Snider does it again5
In his own clever way, Todd Snider never fails to surprise. Just when you think he might rest on his hind legs and write something innocuous, he fires back with his most confrontational and poignant record yet. He starts off with a Bo Diddley beat cradeling a metaphor between a maniacal president and someone who "Drove us off a cliff and called it 'flyin'." Snider softens the blow to CCR's "Fortunate Son" while adding to the depth of the lyrics with his hushed reading. He touches on the life awaiting soldiers who return from the war in "Cape Henry" and another character piece, "Is this thing workin?", draws a line between a high-school hallway bully and the chief executive officer through a Gil Scot Heron style recitation. The piece appears again in song form later as "Is This Thing On?". The perils of middle age parenthood inspire "Stuck on a Corner" with it's rompin' rock & roll beat that berates a daughter who "Can't Stand the sight of the car I bought her." Anyone who works in a cubicle and can never seem to satisfy everyone, this is your new anthem.

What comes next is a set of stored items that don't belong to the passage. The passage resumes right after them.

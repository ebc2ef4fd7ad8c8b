use crate::config::ServerConfig;
use crate::error::Error;
use crate::frame::CloseCode;
use crate::http::serve_connection;
use crate::manager::{ServiceState, DEFAULT_SWEEP_INTERVAL};
use crate::message::Message;
use crate::service::{Behavior, Router, ServiceHost};
use crate::session::ID;
use crate::stream::SocketMeshStream;
use futures::future::join_all;
use log::{debug, error, info};
use std::collections::HashMap;
use std::net::SocketAddr;
use std::sync::{Arc, Mutex as StdMutex};
use tokio::net::TcpListener;
use tokio::select;
use tokio::sync::Notify;
use tokio::task::JoinHandle;
use tokio::time::interval;
use tokio_rustls::{TlsAcceptor, TlsStream};

/// A websocket server: an embedded HTTP/1.1 front door, a router from URL
/// paths to behavior factories, and a session registry per service.
///
/// ```no_run
/// # use socket_mesh::server::WebSocketServer;
/// # use socket_mesh::config::ServerConfig;
/// # async fn run(echo_factory: socket_mesh::service::BehaviorFactory) {
/// let server = WebSocketServer::new(ServerConfig::default());
/// server.add_service("/echo", move || echo_factory());
/// server.start("127.0.0.1:9001").await.unwrap();
/// # }
/// ```
pub struct WebSocketServer {
    config: ServerConfig,
    router: Arc<Router>,
    // addr -> accept task; plain mutex, operations never block on I/O
    listeners: StdMutex<HashMap<SocketAddr, JoinHandle<()>>>,
    shutdown: Arc<Notify>,
}

impl WebSocketServer {
    pub fn new(config: ServerConfig) -> Self {
        Self {
            config,
            router: Arc::new(Router::new()),
            listeners: StdMutex::new(HashMap::new()),
            shutdown: Arc::new(Notify::new()),
        }
    }

    /// Binds a behavior factory to a path. Every accepted upgrade on that
    /// path gets a fresh behavior from the factory.
    pub fn add_service<F>(&self, path: &str, factory: F) -> Arc<ServiceHost>
    where
        F: Fn() -> Box<dyn Behavior> + Send + Sync + 'static,
    {
        let host = Arc::new(ServiceHost::new(path.to_string(), Arc::new(factory)));
        self.router.add(host.clone());
        // A service registered on a running server goes live right away
        if !self.listeners.lock().unwrap().is_empty() {
            self.activate_host(&host);
        }
        host
    }

    pub fn service(&self, path: &str) -> Option<Arc<ServiceHost>> {
        self.router.find(path)
    }

    /// Binds the address and spawns the accept loop. May be called for
    /// several addresses; each gets its own listener entry.
    pub async fn start(&self, addr: &str) -> Result<SocketAddr, Error> {
        let listener = TcpListener::bind(addr).await?;
        let local_addr = listener.local_addr()?;

        if self.listeners.lock().unwrap().contains_key(&local_addr) {
            return Err(Error::AddressInUse(local_addr.to_string()));
        }

        for host in self.router.all() {
            self.activate_host(&host);
        }

        let router = self.router.clone();
        let config = self.config.clone();
        let shutdown = self.shutdown.clone();
        let task = tokio::spawn(accept_loop(listener, router, config, shutdown));

        self.listeners.lock().unwrap().insert(local_addr, task);
        info!("websocket server listening on {}", local_addr);
        Ok(local_addr)
    }

    /// Stops accepting, then closes every session of every service in
    /// parallel with the given close event. Returns once the close
    /// handshakes finish or their wait time elapses.
    pub async fn stop(&self, code: CloseCode, reason: &str) {
        self.shutdown.notify_waiters();
        let tasks: Vec<JoinHandle<()>> = {
            let mut listeners = self.listeners.lock().unwrap();
            listeners.drain().map(|(_, task)| task).collect()
        };
        for task in tasks {
            task.abort();
        }

        let stops = self.router.all().into_iter().map(|host| {
            let reason = reason.to_string();
            async move {
                host.manager().stop(code, &reason, None).await;
            }
        });
        join_all(stops).await;
        info!("websocket server stopped");
    }

    pub async fn broadcast(&self, path: &str, message: Message) -> Result<bool, Error> {
        let host = self
            .router
            .find(path)
            .ok_or_else(|| Error::ServiceNotFound(path.to_string()))?;
        Ok(host.manager().broadcast(message).await)
    }

    pub async fn broadping(&self, path: &str, payload: Vec<u8>) -> Result<HashMap<ID, bool>, Error> {
        let host = self
            .router
            .find(path)
            .ok_or_else(|| Error::ServiceNotFound(path.to_string()))?;
        Ok(host.manager().broadping(payload).await)
    }

    /// Graceful default stop, closing every session with a normal status.
    pub async fn stop_normally(&self) {
        self.stop(CloseCode::Normal, "").await;
    }

    /// Marks the host started and hangs its periodic sweep on the timer.
    /// The sweep task dies with the service state.
    fn activate_host(&self, host: &Arc<ServiceHost>) {
        let manager = host.manager().clone();
        if manager.state() == ServiceState::Started {
            return;
        }
        manager.set_state(ServiceState::Started);

        let sweep_interval = self.config.sweep_interval.unwrap_or(DEFAULT_SWEEP_INTERVAL);
        let path = host.path().to_string();
        tokio::spawn(async move {
            let mut ticker = interval(sweep_interval);
            ticker.tick().await; // the first tick fires immediately
            loop {
                ticker.tick().await;
                if manager.state() != ServiceState::Started {
                    break;
                }
                debug!("sweeping sessions of `{}`", path);
                manager.sweep().await;
            }
        });
    }
}

async fn accept_loop(
    listener: TcpListener,
    router: Arc<Router>,
    config: ServerConfig,
    shutdown: Arc<Notify>,
) {
    loop {
        select! {
            _ = shutdown.notified() => break,
            accepted = listener.accept() => {
                match accepted {
                    Ok((tcp, peer_addr)) => {
                        debug!("accepted connection from {}", peer_addr);
                        let router = router.clone();
                        let config = config.clone();
                        tokio::spawn(async move {
                            let stream = match config.tls_config.clone() {
                                Some(tls) => {
                                    let acceptor = TlsAcceptor::from(tls);
                                    match acceptor.accept(tcp).await {
                                        Ok(tls_stream) => {
                                            SocketMeshStream::Secure(TlsStream::from(tls_stream))
                                        }
                                        Err(err) => {
                                            debug!("TLS handshake with {} failed: {}", peer_addr, err);
                                            return;
                                        }
                                    }
                                }
                                None => SocketMeshStream::Plain(tcp),
                            };
                            serve_connection(stream, router, config).await;
                        });
                    }
                    Err(err) => {
                        error!("accept failed: {}", err);
                    }
                }
            }
        }
    }
}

Just like George Carlin before him, Snider's funniest material is also the most truthful.

Snider is great again!5
I bought the first TS cd based on a newspaper article about Talkin Seattle Grunge Rock Blues. I have bought all the cds since. A couple of them disappointed me. This one did not. I can not believe he is not famous. Todd keep telling us stories. I enjoy your perspective and sense of humor.

Huck Finn's Continuing Journey Toward Becoming Mark Twain5
Once again dedicated to the proposition that the losers also have a history worth hearing, this baldly non-commercial (title, cover, distribution strategy, spoken word pieces, frequent and casual profanity, length), roughly carved yet tightly assembled little piece of heart, mind, humor and humanity qualifies for "Required Listening For Citizenship" status. The sincerity of the two vocalists on cut #3 is the clue that this is not just a toss-off, as some have suggested it is. But having said that, who could be the intended audience for such an intentionally anti-capitalist ramble-tamble folk-rock product (including spoken word pieces) as this? My theory has to do with the dissonance experienced by the "Beer Run" fan when trying to sing (speak?) along to "Is This Thing Working?/Is This Thing On?" in concert. Subversive every step of the way; thought, word and deed; past, present and future; which, friends and neighbors, he's not sure we're gonna have.